Lunch Break vs Love Handles

By Regan Phillips

Fitness coach for the Hungarian 15s and 7s team

It could be the love handles, the beer belly, the muffin top or the man-boobs. Usually it’s one of these that makes someone realise they need to get their backside into gear and start training again.

One of the most common excuses I hear for someone not training (yes excuse, not valid reason) is time. “I don’t have time to train”, “I’m too busy” etc. Well there’s one thing that you’re legally obliged to, is a lunch break. If you’re unlucky this will be just 30 mins, but usually these last for 45 mins to 1 hour (and even longer for you lucky ones).  Anyway, I wanted to show you that by utilizing this 1 hour slot, you could find some extra time to work on your fitness goals and get closer to that dream bod of yours.

Before we get into the actionable points, you need to realise one thing. A sedentary lifestyle (not moving very much) is the main factor contributing to the global obesity problem we face. Through transportation advancements, online shopping, take-aways, working from home etc, we are more sedentary than ever before. The 8 activities below have the goal of getting you exercising but also clearing your head, to improve both physical and mental health.
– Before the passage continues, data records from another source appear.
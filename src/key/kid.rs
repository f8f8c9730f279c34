//! Key identifier labels and the placeholder sentinel.

// self
use crate::_prelude::*;

/// Placeholder identifier meaning "no real signing key has been provisioned".
pub const SAMPLE_KEY_SENTINEL: &str = "sample_key";

/// Label selecting which public key the downstream verifier uses for a token.
///
/// Unlike the credential identifiers, a key identifier may be empty: an empty or
/// placeholder label is a policy rejection at issuance time, not a construction error.
#[derive(Clone, Default, PartialEq, Eq, PartialOrd, Ord, Hash, Serialize, Deserialize)]
#[serde(transparent)]
pub struct KeyIdentifier(String);
impl KeyIdentifier {
	/// Wraps the provided label verbatim.
	pub fn new(value: impl Into<String>) -> Self {
		Self(value.into())
	}

	/// Returns the label.
	pub fn as_str(&self) -> &str {
		&self.0
	}

	/// Returns `true` if no label is configured.
	pub fn is_empty(&self) -> bool {
		self.0.is_empty()
	}

	/// Returns `true` if the label is exactly [`SAMPLE_KEY_SENTINEL`].
	pub fn is_sentinel(&self) -> bool {
		self.0 == SAMPLE_KEY_SENTINEL
	}
}
impl AsRef<str> for KeyIdentifier {
	fn as_ref(&self) -> &str {
		&self.0
	}
}
impl From<&str> for KeyIdentifier {
	fn from(value: &str) -> Self {
		Self::new(value)
	}
}
impl From<String> for KeyIdentifier {
	fn from(value: String) -> Self {
		Self(value)
	}
}
impl Debug for KeyIdentifier {
	fn fmt(&self, f: &mut Formatter) -> FmtResult {
		write!(f, "KeyIdentifier({:?})", self.0)
	}
}
impl Display for KeyIdentifier {
	fn fmt(&self, f: &mut Formatter) -> FmtResult {
		f.write_str(&self.0)
	}
}

#[cfg(test)]
mod tests {
	// self
	use super::*;

	#[test]
	fn sentinel_match_is_exact() {
		assert!(KeyIdentifier::new("sample_key").is_sentinel());
		assert!(!KeyIdentifier::new("sample_key_invalid").is_sentinel());
		assert!(!KeyIdentifier::new("no_sample_key").is_sentinel());
		assert!(!KeyIdentifier::new("SAMPLE_KEY").is_sentinel());
		assert!(!KeyIdentifier::new(" sample_key").is_sentinel());
	}

	#[test]
	fn empty_is_representable() {
		let kid = KeyIdentifier::default();

		assert!(kid.is_empty());
		assert!(!kid.is_sentinel());
		assert_eq!(format!("{kid:?}"), "KeyIdentifier(\"\")");
	}
}
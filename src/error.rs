//! Signer-level error types shared across issuance, key loading, and configuration.

// self
use crate::_prelude::*;

/// Signer-wide result type alias returning [`Error`] by default.
pub type Result<T, E = Error> = std::result::Result<T, E>;

/// Canonical signer error exposed by public APIs.
///
/// Issuance only ever yields [`Error::InvalidKeyIdentifier`], [`Error::SigningKeyUnavailable`],
/// or [`Error::Signing`]. The remaining variants surface from construction and
/// provisioning paths.
#[derive(Debug, ThisError)]
pub enum Error {
	/// Configured key identifier cannot be used for this credential type.
	#[error("Key identifier is invalid: {reason}.")]
	InvalidKeyIdentifier {
		/// Which policy rule rejected the identifier.
		reason: KeyIdentifierRejection,
	},
	/// No private key is currently installed.
	#[error("Signing key is not available.")]
	SigningKeyUnavailable,
	/// Cryptographic signing failed.
	#[error(transparent)]
	Signing(#[from] SigningError),

	/// Local configuration problem.
	#[error(transparent)]
	Config(#[from] ConfigError),
	/// Key material could not be loaded or parsed.
	#[error(transparent)]
	Key(#[from] KeyError),
}
impl Error {
	/// Returns `true` when the error is one of the issuance policy/signing failures.
	pub fn is_issuance_failure(&self) -> bool {
		matches!(
			self,
			Self::InvalidKeyIdentifier { .. } | Self::SigningKeyUnavailable | Self::Signing(_)
		)
	}
}

/// Policy rule that rejected a key identifier.
#[derive(Clone, Copy, Debug, PartialEq, Eq, Hash, Serialize, Deserialize)]
pub enum KeyIdentifierRejection {
	/// The identifier is empty.
	Empty,
	/// The identifier equals the `sample_key` placeholder.
	Sentinel,
}
impl KeyIdentifierRejection {
	/// Returns a stable label suitable for span or metric fields.
	pub const fn as_str(self) -> &'static str {
		match self {
			Self::Empty => "empty",
			Self::Sentinel => "sentinel",
		}
	}
}
impl Display for KeyIdentifierRejection {
	fn fmt(&self, f: &mut Formatter) -> FmtResult {
		match self {
			Self::Empty => f.write_str("identifier is empty"),
			Self::Sentinel =>
				f.write_str("placeholder identifier is not allowed for IAM access tokens"),
		}
	}
}

/// Failure raised by the signing primitive.
#[derive(Debug, ThisError)]
pub enum SigningError {
	/// Claims could not be serialized or signed with the installed key.
	#[error("Service token could not be signed.")]
	Jws {
		/// Underlying JWS failure.
		#[source]
		source: jsonwebtoken::errors::Error,
	},
	/// Issued-at shifted by the policy lifetimes leaves the representable time range.
	#[error("Token lifetime does not fit in the representable time range.")]
	LifetimeOutOfRange,
}
impl From<jsonwebtoken::errors::Error> for SigningError {
	fn from(e: jsonwebtoken::errors::Error) -> Self {
		Self::Jws { source: e }
	}
}

/// Key loading and parsing failures.
#[derive(Debug, ThisError)]
pub enum KeyError {
	/// Key file could not be read.
	#[error("Signing key file `{}` could not be read.", path.display())]
	Read {
		/// File that failed to load.
		path: PathBuf,
		/// Underlying IO failure.
		#[source]
		source: std::io::Error,
	},
	/// PEM payload is not an RSA private key in PKCS#8 or PKCS#1 form.
	#[error("PEM payload is not a supported RSA private key.")]
	InvalidPem {
		/// Underlying PKCS#8 parsing failure.
		#[source]
		source: rsa::pkcs8::Error,
	},
	/// RSA modulus is below the supported minimum.
	#[error("RSA key has {bits} bits; at least {min} are required.")]
	TooSmall {
		/// Modulus size of the rejected key.
		bits: usize,
		/// Minimum accepted modulus size.
		min: usize,
	},
	/// The signing backend refused the key.
	#[error("Signing backend rejected the key.")]
	Backend {
		/// Underlying JWS library failure.
		#[source]
		source: jsonwebtoken::errors::Error,
	},
}

/// Configuration and validation failures raised by the signer.
#[derive(Debug, ThisError)]
pub enum ConfigError {
	/// Configuration document could not be parsed.
	#[error("Signer configuration is malformed at `{path}`.")]
	Parse {
		/// Dotted path to the offending field.
		path: String,
		/// Underlying parsing failure.
		#[source]
		source: serde_json::Error,
	},
	/// Token lifetime must be positive.
	#[error("The token TTL must be positive.")]
	NonPositiveTtl,
	/// Token lifetime exceeds the supported maximum.
	#[error("The token TTL of {secs}s exceeds the maximum of {max}s.")]
	TtlTooLong {
		/// Rejected lifetime in seconds.
		secs: i64,
		/// Largest accepted lifetime in seconds.
		max: i64,
	},
	/// Not-before skew cannot be negative.
	#[error("The not-before skew cannot be negative.")]
	NegativeNotBeforeSkew,
	/// Not-before skew exceeds the supported maximum.
	#[error("The not-before skew of {secs}s exceeds the maximum of {max}s.")]
	NotBeforeSkewTooLarge {
		/// Rejected skew in seconds.
		secs: i64,
		/// Largest accepted skew in seconds.
		max: i64,
	},
}
impl From<serde_path_to_error::Error<serde_json::Error>> for ConfigError {
	fn from(e: serde_path_to_error::Error<serde_json::Error>) -> Self {
		let path = e.path().to_string();

		Self::Parse { path, source: e.into_inner() }
	}
}
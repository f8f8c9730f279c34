//! Claim set embedded in service tokens.

// crates.io
use rand::{Rng, distr::Alphanumeric};
// self
use crate::{
	_prelude::*,
	auth::{AuthType, ContextCredentials, CredentialSecret},
	config::TokenPolicy,
	error::SigningError,
};

const JTI_LEN: usize = 24;

/// Credential-specific claims; the downstream verifier branches on which bearer is present.
#[derive(Clone, Debug, PartialEq, Eq, Serialize, Deserialize)]
#[serde(untagged)]
pub enum CredentialClaims {
	/// Claims for [`AuthType::IamAccessToken`] credentials.
	IamAccessToken {
		/// The caller's IAM access token.
		iam_access_token: CredentialSecret,
		/// Subject identifier, when supplied.
		#[serde(default, skip_serializing_if = "Option::is_none")]
		user_id: Option<String>,
	},
	/// Claims for [`AuthType::ImsToken`] credentials.
	ImsToken {
		/// The caller's IMS token.
		ims_token: CredentialSecret,
		/// IMS user identifier, when supplied.
		#[serde(default, skip_serializing_if = "Option::is_none")]
		ims_user_id: Option<String>,
	},
}
impl CredentialClaims {
	/// Credential kind these claims were built from.
	pub fn auth_type(&self) -> AuthType {
		match self {
			Self::IamAccessToken { .. } => AuthType::IamAccessToken,
			Self::ImsToken { .. } => AuthType::ImsToken,
		}
	}

	/// Subject identifier regardless of credential kind.
	pub fn user_id(&self) -> Option<&str> {
		match self {
			Self::IamAccessToken { user_id, .. } => user_id.as_deref(),
			Self::ImsToken { ims_user_id, .. } => ims_user_id.as_deref(),
		}
	}
}

/// Full claim set of a service token.
#[derive(Clone, Debug, PartialEq, Eq, Serialize, Deserialize)]
pub struct ServiceTokenClaims {
	/// Issued-at (Unix seconds).
	pub iat: i64,
	/// Expiry (Unix seconds).
	pub exp: i64,
	/// Not-before (Unix seconds); backdated by the configured skew.
	pub nbf: i64,
	/// Random token identifier.
	pub jti: String,
	/// Issuer, when configured.
	#[serde(default, skip_serializing_if = "Option::is_none")]
	pub iss: Option<String>,
	/// Audience, when configured.
	#[serde(default, skip_serializing_if = "Option::is_none")]
	pub aud: Option<String>,
	/// Cloud account the caller authenticated against.
	pub account_id: String,
	/// Credential-specific claims.
	#[serde(flatten)]
	pub credential: CredentialClaims,
}
impl ServiceTokenClaims {
	/// Builds the claim set for `credentials` issued at `issued_at`.
	///
	/// Fails when the policy lifetimes push `exp` or `nbf` outside the representable range.
	pub fn new(
		credentials: &ContextCredentials,
		policy: &TokenPolicy,
		issued_at: OffsetDateTime,
	) -> Result<Self, SigningError> {
		let (exp, nbf) = policy.window(issued_at)?;
		let user_id = credentials.user_id.as_ref().map(|id| id.to_string());
		let credential = match credentials.auth_type {
			AuthType::IamAccessToken => CredentialClaims::IamAccessToken {
				iam_access_token: credentials.credential.clone(),
				user_id,
			},
			AuthType::ImsToken =>
				CredentialClaims::ImsToken { ims_token: credentials.credential.clone(), ims_user_id: user_id },
		};

		Ok(Self {
			iat: issued_at.unix_timestamp(),
			exp: exp.unix_timestamp(),
			nbf: nbf.unix_timestamp(),
			jti: random_jti(),
			iss: policy.issuer.clone(),
			aud: policy.audience.clone(),
			account_id: credentials.account_id.to_string(),
			credential,
		})
	}
}

fn random_jti() -> String {
	rand::rng().sample_iter(Alphanumeric).take(JTI_LEN).map(char::from).collect()
}
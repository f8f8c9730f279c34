//! Short-lived service tokens for downstream cloud control planes: credential-aware
//! key-identifier policy, RS-signed JWS issuance, and hot-swappable signing keys.

#![deny(clippy::all, missing_docs, unused_crate_dependencies)]

pub mod auth;
pub mod config;
pub mod error;
pub mod generator;
pub mod key;
pub mod obs;
pub mod token;

#[cfg(test)] mod testutil;

mod _prelude {
	pub use std::{
		fmt::{Debug, Display, Formatter, Result as FmtResult},
		path::{Path, PathBuf},
		str::FromStr,
		sync::Arc,
	};

	pub use parking_lot::Mutex;
	pub use serde::{Deserialize, Serialize};
	pub use thiserror::Error as ThisError;
	pub use time::{Duration, OffsetDateTime};

	pub use crate::error::{Error, Result};
}

pub use jsonwebtoken;

pub use auth::{AccountId, AuthType, ContextCredentials, CredentialSecret, UserId};
pub use config::SignerConfig;
pub use error::{Error, Result};
pub use generator::TokenGenerator;
pub use key::{KeyIdentifier, SigningAlgorithm, SigningKey};
pub use obs::LogContext;
pub use token::SignedToken;
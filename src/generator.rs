//! Service token issuance.
//!
//! [`TokenGenerator`] owns the late-bound signer configuration (key identifier, signing
//! key, lifetime policy) as an immutable [`SignerSnapshot`] behind an atomic pointer.
//! Each issuance loads the snapshot exactly once, so a concurrent rotation is observed
//! either entirely or not at all, and readers never take a lock. Writers serialize
//! among themselves and publish a fresh snapshot.
//!
//! Issuance applies, in order:
//!
//! 1. An empty key identifier is rejected for every credential kind.
//! 2. IAM access tokens reject the `sample_key` placeholder identifier; IMS tokens skip this
//!    check entirely.
//! 3. A missing signing key is rejected for every credential kind.
//! 4. The claim set is signed with the installed key and the identifier is stamped into the
//!    JWS `kid` header.

// crates.io
use arc_swap::ArcSwap;
use jsonwebtoken::Header;
// self
use crate::{
	_prelude::*,
	auth::{AuthType, ContextCredentials},
	config::{self, SignerConfig, TokenPolicy},
	error::{KeyError, KeyIdentifierRejection, SigningError},
	key::{Jwk, KeyIdentifier, SigningKey},
	obs::{self, IssueOutcome, IssueSpan, LogContext},
	token::{ServiceTokenClaims, SignedToken},
};

/// Immutable signer configuration read by a single issuance.
#[derive(Clone, Debug)]
pub struct SignerSnapshot {
	/// Label stamped into the `kid` header.
	pub key_identifier: KeyIdentifier,
	/// Installed private key, if provisioned.
	pub signing_key: Option<Arc<SigningKey>>,
	/// Lifetime and addressing policy.
	pub policy: TokenPolicy,
}
impl SignerSnapshot {
	/// Issues a token as of `issued_at` without touching any shared state.
	///
	/// Sub-second precision is dropped so the returned instants match the embedded claims.
	pub fn issue_at(
		&self,
		credentials: &ContextCredentials,
		issued_at: OffsetDateTime,
	) -> Result<SignedToken> {
		self.check_key_identifier(credentials.auth_type)?;

		let signing_key = self.signing_key.as_deref().ok_or(Error::SigningKeyUnavailable)?;
		let issued_at = issued_at - Duration::nanoseconds(i64::from(issued_at.nanosecond()));
		let (expires_at, _) = self.policy.window(issued_at)?;
		let claims = ServiceTokenClaims::new(credentials, &self.policy, issued_at)?;
		let mut header = Header::new(self.policy.algorithm.to_jwt_algorithm());

		header.kid = Some(self.key_identifier.to_string());

		let value = jsonwebtoken::encode(&header, &claims, signing_key.encoding_key())
			.map_err(SigningError::from)?;

		Ok(SignedToken::new(
			value,
			self.key_identifier.clone(),
			self.policy.algorithm,
			issued_at,
			expires_at,
		))
	}

	/// Applies the key-identifier policy for `auth_type`.
	pub fn check_key_identifier(&self, auth_type: AuthType) -> Result<()> {
		if self.key_identifier.is_empty() {
			return Err(Error::InvalidKeyIdentifier { reason: KeyIdentifierRejection::Empty });
		}
		if auth_type.validates_key_identifier() && self.key_identifier.is_sentinel() {
			return Err(Error::InvalidKeyIdentifier { reason: KeyIdentifierRejection::Sentinel });
		}

		Ok(())
	}
}

/// Issues short-lived signed service tokens for authenticated callers.
///
/// Safe to share across threads; see the module docs for the snapshot model.
pub struct TokenGenerator {
	snapshot: ArcSwap<SignerSnapshot>,
	key_dir: Option<PathBuf>,
	writer: Mutex<()>,
}
impl TokenGenerator {
	/// Creates a generator with the default policy and no signing key.
	pub fn new(key_identifier: impl Into<KeyIdentifier>) -> Self {
		Self::with_policy(key_identifier, TokenPolicy::default())
	}

	/// Creates a generator with an explicit policy and no signing key.
	pub fn with_policy(key_identifier: impl Into<KeyIdentifier>, policy: TokenPolicy) -> Self {
		let snapshot =
			SignerSnapshot { key_identifier: key_identifier.into(), signing_key: None, policy };

		Self { snapshot: ArcSwap::from_pointee(snapshot), key_dir: None, writer: Mutex::new(()) }
	}

	/// Builds a generator from configuration.
	///
	/// When a key directory is configured and `<key_dir>/<key_identifier>` exists, it is
	/// loaded as the signing key. A missing file leaves the key unset so it can be
	/// provisioned later; an unreadable or malformed file is an error. Identifiers that are
	/// not a plain file name (including the empty identifier) skip loading and are left to
	/// the issuance-time policy.
	pub fn from_config(config: &SignerConfig) -> Result<Self> {
		let policy = config.validate()?;
		let mut generator = Self::with_policy(config.key_identifier.clone(), policy);

		generator.key_dir = config.key_dir.clone();

		if let Some(path) = config.key_path() {
			match SigningKey::from_pem_file(&path) {
				Ok(key) => generator.install_signing_key(key),
				Err(KeyError::Read { source, .. })
					if source.kind() == std::io::ErrorKind::NotFound => {},
				Err(e) => return Err(e.into()),
			}
		}

		Ok(generator)
	}

	/// Installs `key` and returns the generator.
	pub fn with_signing_key(self, key: SigningKey) -> Self {
		self.install_signing_key(key);

		self
	}

	/// Returns the snapshot the next issuance would observe.
	pub fn snapshot(&self) -> Arc<SignerSnapshot> {
		self.snapshot.load_full()
	}

	/// Currently configured key identifier.
	pub fn key_identifier(&self) -> KeyIdentifier {
		self.snapshot.load().key_identifier.clone()
	}

	/// Returns `true` if a signing key is installed.
	pub fn has_signing_key(&self) -> bool {
		self.snapshot.load().signing_key.is_some()
	}

	/// Public JWK for the installed key, addressed by the current identifier.
	pub fn public_jwk(&self) -> Option<Jwk> {
		let snapshot = self.snapshot.load();

		snapshot
			.signing_key
			.as_ref()
			.map(|key| key.public_jwk(&snapshot.key_identifier, snapshot.policy.algorithm))
	}

	/// Replaces the key identifier, keeping the installed key.
	pub fn set_key_identifier(&self, key_identifier: impl Into<KeyIdentifier>) {
		let key_identifier = key_identifier.into();

		self.update(|current| SignerSnapshot { key_identifier, ..current.clone() });
	}

	/// Installs (or replaces) the signing key, keeping the identifier.
	pub fn install_signing_key(&self, key: SigningKey) {
		let key = Arc::new(key);

		self.update(|current| {
			obs::emit_key_installed(&current.key_identifier, key.thumbprint());

			SignerSnapshot { signing_key: Some(key), ..current.clone() }
		});
	}

	/// Removes the signing key; subsequent issuance fails until a key is installed.
	pub fn clear_signing_key(&self) {
		self.update(|current| SignerSnapshot { signing_key: None, ..current.clone() });
	}

	/// Swaps identifier and key together so no issuance observes a mismatched pair.
	pub fn rotate(&self, key_identifier: impl Into<KeyIdentifier>, key: SigningKey) {
		let key_identifier = key_identifier.into();
		let key = Arc::new(key);

		self.update(|current| {
			obs::emit_key_installed(&key_identifier, key.thumbprint());

			SignerSnapshot { key_identifier, signing_key: Some(key), policy: current.policy.clone() }
		});
	}

	/// Reloads `<key_dir>/<key_identifier>` from disk.
	///
	/// Returns `Ok(false)` when no key directory is configured or the identifier does not
	/// name a file inside it. The writer lock is held from reading the identifier until the
	/// new key is published, so a concurrent [`rotate`](Self::rotate) cannot be paired with
	/// the file of the previous identifier.
	pub fn reload_signing_key(&self) -> Result<bool> {
		let Some(dir) = self.key_dir.as_deref() else {
			return Ok(false);
		};
		let _writer = self.writer.lock();
		let current = self.snapshot.load_full();
		let Some(path) = config::key_file_path(dir, &current.key_identifier) else {
			return Ok(false);
		};
		let key = Arc::new(SigningKey::from_pem_file(path)?);

		obs::emit_key_installed(&current.key_identifier, key.thumbprint());

		let next = SignerSnapshot { signing_key: Some(key), ..(*current).clone() };

		self.snapshot.store(Arc::new(next));

		Ok(true)
	}

	/// Issues a service token for `credentials`.
	///
	/// Exactly one of a signed token or an error is returned; no partial or unsigned token
	/// is ever produced. `ctx` is used for diagnostics only.
	pub fn issue_service_token(
		&self,
		credentials: &ContextCredentials,
		ctx: &LogContext,
	) -> Result<SignedToken> {
		let auth_type = credentials.auth_type;
		let _span = IssueSpan::new(auth_type, ctx).entered();

		obs::record_issue_outcome(auth_type, IssueOutcome::Attempt);

		let snapshot = self.snapshot.load();
		let result = snapshot.issue_at(credentials, OffsetDateTime::now_utc());

		match &result {
			Ok(token) => {
				if let Some(key) = snapshot.signing_key.as_deref() {
					obs::emit_issued(&token.key_identifier, key.thumbprint());
				}

				obs::record_issue_outcome(auth_type, IssueOutcome::Success);
			},
			Err(e) => {
				obs::emit_rejection(auth_type, e);
				obs::record_issue_outcome(auth_type, IssueOutcome::Failure);
			},
		}

		result
	}

	fn update(&self, f: impl FnOnce(&SignerSnapshot) -> SignerSnapshot) {
		let _writer = self.writer.lock();
		let next = f(&self.snapshot.load());

		self.snapshot.store(Arc::new(next));
	}
}
impl Debug for TokenGenerator {
	fn fmt(&self, f: &mut Formatter) -> FmtResult {
		let snapshot = self.snapshot.load();

		f.debug_struct("TokenGenerator")
			.field("key_identifier", &snapshot.key_identifier)
			.field("signing_key_set", &snapshot.signing_key.is_some())
			.field("policy", &snapshot.policy)
			.field("key_dir", &self.key_dir)
			.finish()
	}
}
I have split the ideas into 2 sections: With and without a shower. So even if you don’t have shower facilities at work, I’ve got you covered.

With Shower

  1. Go for a run. It sounds obvious, but it’s often overlooked. All you need is a change of clothes and some decent trainers. Don’t be put off by the weather, as Bear Grylls says “If it ain’t raining, it ain’t training”.
  • Do a bodyweight workout. You don’t need any equipment, just some floor space will do. If there is a park locally you could even use a bench or maybe parts of the climbing frame to exercise on.
  • Durrr, there’s always hitting the gym! Find a local facility and get your sweat on.
  • Classes. If there is a training facility offering lunch time classes, then get signed up! These are great for motivation and potentially some lunch time networking.

Without Shower

Without the ability to wash, your options for an intense workout are limited (unless you don’t mind stinking out the office for the whole day). So the next ideas have a much lower intensity, and more of a mental benefit than physical.

  1. Take a walk. I know, hardly the most strenuous activity, but it’s better than nothing. Not only do you get some fresh air and a chance to clear your head, but it’s a great way to get your step count up for the day.
  • Yoga. Now don’t get me wrong, some yoga classes are damn hard. But if you find a beginner’s routine and a quiet space, you could have a relaxing hour of stretching before heading back to work.
  • Meditation. I know it’s not much of a calorie burner (probably nothing if I’m honest), but it’s great for mental health. Never given it a go? I dare you to give it a try, it’s much less hippie than you think. Think of it as 20 minutes of me time and a de-stress tactic.
  • Prepare. If you can’t do a workout, you can always prepare for one! Plan your next workout, write your next shopping list, use the time wisely rather than just munching on crisps and listening to talky Tim’s weekend plans.

Now all of these require one thing, planning. My mum always taught me to pack my school bag the night before, and the same comes with your fitness. There’s no point having the best intentions if you don’t follow through with it. Pack your workout bag, bring a healthy lunch in, otherwise you’ll be joining everyone else in the Excuse Makers Club.